Task: Output the entries underneath exactly as they are.

Provided information:

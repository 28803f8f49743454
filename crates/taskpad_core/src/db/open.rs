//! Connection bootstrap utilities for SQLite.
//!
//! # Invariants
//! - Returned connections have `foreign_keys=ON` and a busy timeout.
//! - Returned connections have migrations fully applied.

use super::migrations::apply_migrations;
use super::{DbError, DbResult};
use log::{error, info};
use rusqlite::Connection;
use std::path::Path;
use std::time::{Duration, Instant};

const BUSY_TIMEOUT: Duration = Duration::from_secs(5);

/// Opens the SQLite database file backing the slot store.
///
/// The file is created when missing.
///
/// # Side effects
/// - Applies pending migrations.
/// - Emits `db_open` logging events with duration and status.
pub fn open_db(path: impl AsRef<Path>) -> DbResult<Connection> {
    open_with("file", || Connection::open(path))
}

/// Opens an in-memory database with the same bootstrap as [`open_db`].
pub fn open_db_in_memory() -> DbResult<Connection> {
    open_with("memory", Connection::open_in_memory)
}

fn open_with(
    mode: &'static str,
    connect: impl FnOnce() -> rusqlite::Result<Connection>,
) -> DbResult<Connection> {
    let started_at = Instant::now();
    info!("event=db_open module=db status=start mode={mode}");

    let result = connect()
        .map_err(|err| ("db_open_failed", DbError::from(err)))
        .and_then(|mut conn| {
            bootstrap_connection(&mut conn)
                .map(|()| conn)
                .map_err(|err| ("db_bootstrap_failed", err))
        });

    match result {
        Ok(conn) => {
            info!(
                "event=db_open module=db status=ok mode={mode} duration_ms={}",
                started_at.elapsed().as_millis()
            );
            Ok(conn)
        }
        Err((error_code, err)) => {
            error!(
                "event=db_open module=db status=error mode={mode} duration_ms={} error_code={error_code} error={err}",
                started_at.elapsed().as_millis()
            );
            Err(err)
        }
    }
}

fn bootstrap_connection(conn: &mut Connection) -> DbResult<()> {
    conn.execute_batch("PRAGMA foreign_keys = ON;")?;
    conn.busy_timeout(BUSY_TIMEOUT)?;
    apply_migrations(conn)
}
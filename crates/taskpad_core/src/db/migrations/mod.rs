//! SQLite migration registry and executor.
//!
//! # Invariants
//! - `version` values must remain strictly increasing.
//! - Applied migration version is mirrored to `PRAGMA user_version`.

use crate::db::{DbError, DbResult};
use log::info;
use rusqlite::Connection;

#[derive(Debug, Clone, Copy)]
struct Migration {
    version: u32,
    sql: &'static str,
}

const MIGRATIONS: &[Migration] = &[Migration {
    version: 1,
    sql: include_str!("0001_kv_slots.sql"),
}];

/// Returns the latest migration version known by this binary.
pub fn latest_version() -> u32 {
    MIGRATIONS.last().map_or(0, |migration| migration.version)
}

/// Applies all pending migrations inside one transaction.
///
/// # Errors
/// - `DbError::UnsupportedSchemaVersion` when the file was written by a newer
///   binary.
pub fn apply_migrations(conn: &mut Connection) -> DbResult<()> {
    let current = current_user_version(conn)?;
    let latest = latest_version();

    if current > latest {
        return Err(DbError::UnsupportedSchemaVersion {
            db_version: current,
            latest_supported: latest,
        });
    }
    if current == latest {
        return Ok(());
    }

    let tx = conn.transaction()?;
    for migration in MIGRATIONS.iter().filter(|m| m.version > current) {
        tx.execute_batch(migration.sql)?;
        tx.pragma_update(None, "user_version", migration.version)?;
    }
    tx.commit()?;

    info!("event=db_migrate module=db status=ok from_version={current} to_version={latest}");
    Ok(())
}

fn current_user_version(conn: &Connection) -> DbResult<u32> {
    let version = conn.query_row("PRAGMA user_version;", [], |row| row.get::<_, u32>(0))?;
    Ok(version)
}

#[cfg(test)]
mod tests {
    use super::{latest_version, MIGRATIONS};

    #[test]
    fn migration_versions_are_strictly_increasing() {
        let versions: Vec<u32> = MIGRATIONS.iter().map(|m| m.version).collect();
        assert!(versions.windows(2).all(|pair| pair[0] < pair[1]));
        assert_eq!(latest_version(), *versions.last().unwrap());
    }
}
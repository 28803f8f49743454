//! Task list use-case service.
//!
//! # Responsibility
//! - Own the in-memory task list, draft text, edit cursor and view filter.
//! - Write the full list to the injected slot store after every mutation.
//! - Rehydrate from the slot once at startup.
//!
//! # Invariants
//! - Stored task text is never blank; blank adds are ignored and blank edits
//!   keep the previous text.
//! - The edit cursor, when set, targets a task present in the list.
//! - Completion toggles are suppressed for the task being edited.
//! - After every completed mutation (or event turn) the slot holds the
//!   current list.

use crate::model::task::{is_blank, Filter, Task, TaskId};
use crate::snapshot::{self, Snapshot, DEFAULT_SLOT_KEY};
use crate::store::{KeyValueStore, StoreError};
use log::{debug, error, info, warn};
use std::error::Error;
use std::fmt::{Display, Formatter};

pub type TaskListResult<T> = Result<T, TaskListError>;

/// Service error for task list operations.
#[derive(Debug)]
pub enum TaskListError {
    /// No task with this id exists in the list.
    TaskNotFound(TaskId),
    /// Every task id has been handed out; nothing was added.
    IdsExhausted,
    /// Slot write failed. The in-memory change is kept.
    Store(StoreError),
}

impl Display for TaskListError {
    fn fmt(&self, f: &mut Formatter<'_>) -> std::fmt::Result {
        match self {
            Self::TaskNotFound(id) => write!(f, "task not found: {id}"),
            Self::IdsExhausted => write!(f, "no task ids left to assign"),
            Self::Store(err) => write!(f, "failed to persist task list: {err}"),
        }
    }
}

Finished exercise:
repository 28803f8f49743454
filename crates/taskpad_core/src/db/open.rs
//! Connection bootstrap utilities for SQLite.
//!
//! # Invariants
//! - Returned connections have `foreign_keys=ON` and a busy timeout.
//! - Returned connections have migrations fully applied.

use super::migrations::apply_migrations;
use super::{DbError, DbResult};
use log::{error, info};
use rusqlite::Connection;
use std::path::Path;
use std::time::{Duration, Instant};

const BUSY_TIMEOUT: Duration = Duration::from_secs(5);

/// Opens the SQLite database file backing the slot store.
///
/// The file is created when missing.
///
/// # Side effects
/// - Applies pending migrations.
/// - Emits `db_open` logging events with duration and status.
pub fn open_db(path: impl AsRef<Path>) -> DbResult<Connection> {
    open_with("file", || Connection::open(path))
}

/// Opens an in-memory database with the same bootstrap as [`open_db`].
pub fn open_db_in_memory() -> DbResult<Connection> {
    open_with("memory", Connection::open_in_memory)
}

fn open_with(
    mode: &'static str,
    connect: impl FnOnce() -> rusqlite::Result<Connection>,
) -> DbResult<Connection> {
    let started_at = Instant::now();
    info!("event=db_open module=db status=start mode={mode}");

    let result = connect()
        .map_err(|err| ("db_open_failed", DbError::from(err)))
        .and_then(|mut conn| {
            bootstrap_connection(&mut conn)
                .map(|()| conn)
                .map_err(|err| ("db_bootstrap_failed", err))
        });

    match result {
        Ok(conn) => {
            info!(
                "event=db_open module=db status=ok mode={mode} duration_ms={}",
                started_at.elapsed().as_millis()
            );
            Ok(conn)
        }
        Err((error_code, err)) => {
            error!(
                "event=db_open module=db status=error mode={mode} duration_ms={} error_code={error_code} error={err}",
                started_at.elapsed().as_millis()
            );
            Err(err)
        }
    }
}

fn bootstrap_connection(conn: &mut Connection) -> DbResult<()> {
    conn.execute_batch("PRAGMA foreign_keys = ON;")?;
    conn.busy_timeout(BUSY_TIMEOUT)?;
    apply_migrations(conn)
}
filename crates/taskpad_core/src/db/migrations/mod.rs
//! SQLite migration registry and executor.
//!
//! # Invariants
//! - `version` values must remain strictly increasing.
//! - Applied migration version is mirrored to `PRAGMA user_version`.

use crate::db::{DbError, DbResult};
use log::info;
use rusqlite::Connection;

#[derive(Debug, Clone, Copy)]
struct Migration {
    version: u32,
    sql: &'static str,
}

const MIGRATIONS: &[Migration] = &[Migration {
    version: 1,
    sql: include_str!("0001_kv_slots.sql"),
}];

/// Returns the latest migration version known by this binary.
pub fn latest_version() -> u32 {
    MIGRATIONS.last().map_or(0, |migration| migration.version)
}

/// Applies all pending migrations inside one transaction.
///
/// # Errors
/// - `DbError::UnsupportedSchemaVersion` when the file was written by a newer
///   binary.
pub fn apply_migrations(conn: &mut Connection) -> DbResult<()> {
    let current = current_user_version(conn)?;
    let latest = latest_version();

    if current > latest {
        return Err(DbError::UnsupportedSchemaVersion {
            db_version: current,
            latest_supported: latest,
        });
    }
    if current == latest {
        return Ok(());
    }

    let tx = conn.transaction()?;
    for migration in MIGRATIONS.iter().filter(|m| m.version > current) {
        tx.execute_batch(migration.sql)?;
        tx.pragma_update(None, "user_version", migration.version)?;
    }
    tx.commit()?;

    info!("event=db_migrate module=db status=ok from_version={current} to_version={latest}");
    Ok(())
}

fn current_user_version(conn: &Connection) -> DbResult<u32> {
    let version = conn.query_row("PRAGMA user_version;", [], |row| row.get::<_, u32>(0))?;
    Ok(version)
}

#[cfg(test)]
mod tests {
    use super::{latest_version, MIGRATIONS};

    #[test]
    fn migration_versions_are_strictly_increasing() {
        let versions: Vec<u32> = MIGRATIONS.iter().map(|m| m.version).collect();
        assert!(versions.windows(2).all(|pair| pair[0] < pair[1]));
        assert_eq!(latest_version(), *versions.last().unwrap());
    }
}
repository 28803f8f49743454
//! Task list use-case service.
//!
//! # Responsibility
//! - Own the in-memory task list, draft text, edit cursor and view filter.
//! - Write the full list to the injected slot store after every mutation.
//! - Rehydrate from the slot once at startup.
//!
//! # Invariants
//! - Stored task text is never blank; blank adds are ignored and blank edits
//!   keep the previous text.
//! - The edit cursor, when set, targets a task present in the list.
//! - Completion toggles are suppressed for the task being edited.
//! - After every completed mutation (or event turn) the slot holds the
//!   current list.

use crate::model::task::{is_blank, Filter, Task, TaskId};
use crate::snapshot::{self, Snapshot, DEFAULT_SLOT_KEY};
use crate::store::{KeyValueStore, StoreError};
use log::{debug, error, info, warn};
use std::error::Error;
use std::fmt::{Display, Formatter};

pub type TaskListResult<T> = Result<T, TaskListError>;

/// Service error for task list operations.
#[derive(Debug)]
pub enum TaskListError {
    /// No task with this id exists in the list.
    TaskNotFound(TaskId),
    /// Every task id has been handed out; nothing was added.
    IdsExhausted,
    /// Slot write failed. The in-memory change is kept.
    Store(StoreError),
}

impl Display for TaskListError {
    fn fmt(&self, f: &mut Formatter<'_>) -> std::fmt::Result {
        match self {
            Self::TaskNotFound(id) => write!(f, "task not found: {id}"),
            Self::IdsExhausted => write!(f, "no task ids left to assign"),
            Self::Store(err) => write!(f, "failed to persist task list: {err}"),
        }
    }
}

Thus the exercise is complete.